**What the task requires**
Exactly and in full, give the records again.

Collected data entries

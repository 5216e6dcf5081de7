use std::path::PathBuf;
use std::process;

use clap::{Parser, Subcommand};
use env_logger::Env;
use log::debug;
use serde::Serialize;

use qcalc_lang::{stdlib::CATALOGUE, Dispatcher, Value};
use qcalc_numeric::{parse_rational, Config, ConfigKey, ConfigValue, MathError, Operand};

mod operand;

use operand::parse_operand;

#[derive(Parser)]
#[command(name = "qcalc")]
#[command(about = "정확한 유리수/복소수 계산 도구")]
struct Cli {
    /// 근사 연산 허용 오차 (예: 1e-30, 1/1000)
    #[arg(long, global = true)]
    epsilon: Option<String>,
    /// 출력 방식 (fraction, real, sci, hex, ...)
    #[arg(long, global = true)]
    mode: Option<String>,
    /// real/sci 출력 소수 자릿수
    #[arg(long, global = true)]
    display: Option<u32>,
    /// JSON 설정 파일
    #[arg(long = "config", global = true, value_name = "FILE")]
    config_file: Option<PathBuf>,
    #[arg(long, global = true)]
    json: bool,
    #[arg(short, long, global = true)]
    verbose: bool,
    #[command(subcommand)]
    command: Commands,
}

#[derive(Subcommand)]
enum Commands {
    /// 내장 함수 호출
    Call {
        name: String,
        #[arg(allow_hyphen_values = true, num_args = 0..)]
        args: Vec<String>,
    },
    /// 내장 함수 목록
    List,
    /// 설정 보기/바꾸기 (이번 실행에만)
    Config {
        name: Option<String>,
        #[arg(allow_hyphen_values = true)]
        value: Option<String>,
    },
}

enum CliError {
    Math(MathError),
    Io(PathBuf, std::io::Error),
    Json(serde_json::Error),
}

impl CliError {
    fn code(&self) -> &'static str {
        match self {
            CliError::Math(err) => err.code(),
            CliError::Io(..) => "E_CLI_IO",
            CliError::Json(_) => "E_CLI_JSON",
        }
    }

    fn message(&self) -> String {
        match self {
            CliError::Math(err) => err.to_string(),
            CliError::Io(path, err) => format!("{}: {}", path.display(), err),
            CliError::Json(err) => err.to_string(),
        }
    }
}

impl From<MathError> for CliError {
    fn from(err: MathError) -> Self {
        CliError::Math(err)
    }
}

impl From<serde_json::Error> for CliError {
    fn from(err: serde_json::Error) -> Self {
        CliError::Json(err)
    }
}

#[derive(Serialize)]
struct CatalogueRow {
    name: &'static str,
    category: &'static str,
    receiver: &'static str,
    arity: String,
}

fn main() {
    let cli = Cli::parse();
    let level = if cli.verbose { "debug" } else { "warn" };
    env_logger::Builder::from_env(Env::default().default_filter_or(level)).init();

    if let Err(err) = run(cli) {
        eprintln!("[{}] {}", err.code(), err.message());
        process::exit(1);
    }
}

fn run(cli: Cli) -> Result<(), CliError> {
    let config = build_config(&cli)?;
    debug!("config: {:?}", config);
    let mut dispatcher = Dispatcher::with_config(config);
    match cli.command {
        Commands::Call { name, args } => {
            let operands = args
                .iter()
                .map(String::as_str)
                .map(parse_operand)
                .collect::<Result<Vec<_>, _>>()?;
            let value = dispatcher.call(&name, &operands)?;
            print_value(&dispatcher, &value, cli.json);
        }
        Commands::List => print_catalogue(cli.json)?,
        Commands::Config { name: None, .. } => {
            let config = dispatcher.config();
            if cli.json {
                // --config 로 다시 읽을 수 있는 모양
                println!("{}", serde_json::to_string_pretty(&config.to_file())?);
            } else {
                for key in ConfigKey::ALL {
                    println!("{} = {}", key.name(), config.get(key));
                }
            }
        }
        Commands::Config {
            name: Some(name),
            value,
        } => {
            let mut args = vec![Operand::Str(name)];
            if let Some(value) = value {
                args.push(Operand::Str(value));
            }
            let value = dispatcher.call("config", &args)?;
            print_value(&dispatcher, &value, cli.json);
        }
    }
    Ok(())
}

/// 기본값 ← 설정 파일 ← 명령줄 옵션 순으로 덮는다
fn build_config(cli: &Cli) -> Result<Config, CliError> {
    let mut config = match &cli.config_file {
        Some(path) => {
            let text =
                std::fs::read_to_string(path).map_err(|err| CliError::Io(path.clone(), err))?;
            Config::from_json(&text)?
        }
        None => Config::default(),
    };
    if let Some(eps) = &cli.epsilon {
        config.set_rational(ConfigKey::Epsilon, &parse_rational(eps, "epsilon")?)?;
    }
    if let Some(mode) = &cli.mode {
        config.set_mode_name(mode)?;
    }
    if let Some(display) = cli.display {
        config.set(ConfigKey::Display, ConfigValue::Count(display))?;
    }
    Ok(config)
}

fn print_value(dispatcher: &Dispatcher, value: &Value, json: bool) {
    let cx = dispatcher.config();
    if json {
        println!("{}", value.to_json(cx));
    } else {
        println!("{}", value.render(cx, None));
    }
}

fn print_catalogue(json: bool) -> Result<(), CliError> {
    let rows: Vec<CatalogueRow> = CATALOGUE
        .iter()
        .map(|sig| CatalogueRow {
            name: sig.name,
            category: match sig.category {
                qcalc_lang::Category::Instance => "instance",
                qcalc_lang::Category::Module => "module",
            },
            receiver: sig.receiver.name(),
            arity: sig.arity_text(),
        })
        .collect();
    if json {
        println!("{}", serde_json::to_string_pretty(&rows)?);
        return Ok(());
    }
    for row in rows {
        println!(
            "{:<10} {:<8} {:<4} {}",
            row.name, row.category, row.receiver, row.arity
        );
    }
    Ok(())
}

**Your response**
repository 5216e6dcf5081de7
use std::path::PathBuf;
use std::process;

use clap::{Parser, Subcommand};
use env_logger::Env;
use log::debug;
use serde::Serialize;

use qcalc_lang::{stdlib::CATALOGUE, Dispatcher, Value};
use qcalc_numeric::{parse_rational, Config, ConfigKey, ConfigValue, MathError, Operand};

mod operand;

use operand::parse_operand;

#[derive(Parser)]
#[command(name = "qcalc")]
#[command(about = "정확한 유리수/복소수 계산 도구")]
struct Cli {
    /// 근사 연산 허용 오차 (예: 1e-30, 1/1000)
    #[arg(long, global = true)]
    epsilon: Option<String>,
    /// 출력 방식 (fraction, real, sci, hex, ...)
    #[arg(long, global = true)]
    mode: Option<String>,
    /// real/sci 출력 소수 자릿수
    #[arg(long, global = true)]
    display: Option<u32>,
    /// JSON 설정 파일
    #[arg(long = "config", global = true, value_name = "FILE")]
    config_file: Option<PathBuf>,
    #[arg(long, global = true)]
    json: bool,
    #[arg(short, long, global = true)]
    verbose: bool,
    #[command(subcommand)]
    command: Commands,
}

#[derive(Subcommand)]
enum Commands {
    /// 내장 함수 호출
    Call {
        name: String,
        #[arg(allow_hyphen_values = true, num_args = 0..)]
        args: Vec<String>,
    },
    /// 내장 함수 목록
    List,
    /// 설정 보기/바꾸기 (이번 실행에만)
    Config {
        name: Option<String>,
        #[arg(allow_hyphen_values = true)]
        value: Option<String>,
    },
}

enum CliError {
    Math(MathError),
    Io(PathBuf, std::io::Error),
    Json(serde_json::Error),
}

impl CliError {
    fn code(&self) -> &'static str {
        match self {
            CliError::Math(err) => err.code(),
            CliError::Io(..) => "E_CLI_IO",
            CliError::Json(_) => "E_CLI_JSON",
        }
    }

    fn message(&self) -> String {
        match self {
            CliError::Math(err) => err.to_string(),
            CliError::Io(path, err) => format!("{}: {}", path.display(), err),
            CliError::Json(err) => err.to_string(),
        }
    }
}

impl From<MathError> for CliError {
    fn from(err: MathError) -> Self {
        CliError::Math(err)
    }
}

impl From<serde_json::Error> for CliError {
    fn from(err: serde_json::Error) -> Self {
        CliError::Json(err)
    }
}

#[derive(Serialize)]
struct CatalogueRow {
    name: &'static str,
    category: &'static str,
    receiver: &'static str,
    arity: String,
}

fn main() {
    let cli = Cli::parse();
    let level = if cli.verbose { "debug" } else { "warn" };
    env_logger::Builder::from_env(Env::default().default_filter_or(level)).init();

    if let Err(err) = run(cli) {
        eprintln!("[{}] {}", err.code(), err.message());
        process::exit(1);
    }
}

fn run(cli: Cli) -> Result<(), CliError> {
    let config = build_config(&cli)?;
    debug!("config: {:?}", config);
    let mut dispatcher = Dispatcher::with_config(config);
    match cli.command {
        Commands::Call { name, args } => {
            let operands = args
                .iter()
                .map(String::as_str)
                .map(parse_operand)
                .collect::<Result<Vec<_>, _>>()?;
            let value = dispatcher.call(&name, &operands)?;
            print_value(&dispatcher, &value, cli.json);
        }
        Commands::List => print_catalogue(cli.json)?,
        Commands::Config { name: None, .. } => {
            let config = dispatcher.config();
            if cli.json {
                // --config 로 다시 읽을 수 있는 모양
                println!("{}", serde_json::to_string_pretty(&config.to_file())?);
            } else {
                for key in ConfigKey::ALL {
                    println!("{} = {}", key.name(), config.get(key));
                }
            }
        }
        Commands::Config {
            name: Some(name),
            value,
        } => {
            let mut args = vec![Operand::Str(name)];
            if let Some(value) = value {
                args.push(Operand::Str(value));
            }
            let value = dispatcher.call("config", &args)?;
            print_value(&dispatcher, &value, cli.json);
        }
    }
    Ok(())
}

/// 기본값 ← 설정 파일 ← 명령줄 옵션 순으로 덮는다
fn build_config(cli: &Cli) -> Result<Config, CliError> {
    let mut config = match &cli.config_file {
        Some(path) => {
            let text =
                std::fs::read_to_string(path).map_err(|err| CliError::Io(path.clone(), err))?;
            Config::from_json(&text)?
        }
        None => Config::default(),
    };
    if let Some(eps) = &cli.epsilon {
        config.set_rational(ConfigKey::Epsilon, &parse_rational(eps, "epsilon")?)?;
    }
    if let Some(mode) = &cli.mode {
        config.set_mode_name(mode)?;
    }
    if let Some(display) = cli.display {
        config.set(ConfigKey::Display, ConfigValue::Count(display))?;
    }
    Ok(config)
}

fn print_value(dispatcher: &Dispatcher, value: &Value, json: bool) {
    let cx = dispatcher.config();
    if json {
        println!("{}", value.to_json(cx));
    } else {
        println!("{}", value.render(cx, None));
    }
}

fn print_catalogue(json: bool) -> Result<(), CliError> {
    let rows: Vec<CatalogueRow> = CATALOGUE
        .iter()
        .map(|sig| CatalogueRow {
            name: sig.name,
            category: match sig.category {
                qcalc_lang::Category::Instance => "instance",
                qcalc_lang::Category::Module => "module",
            },
            receiver: sig.receiver.name(),
            arity: sig.arity_text(),
        })
        .collect();
    if json {
        println!("{}", serde_json::to_string_pretty(&rows)?);
        return Ok(());
    }
    for row in rows {
        println!(
            "{:<10} {:<8} {:<4} {}",
            row.name, row.category, row.receiver, row.arity
        );
    }
    Ok(())
}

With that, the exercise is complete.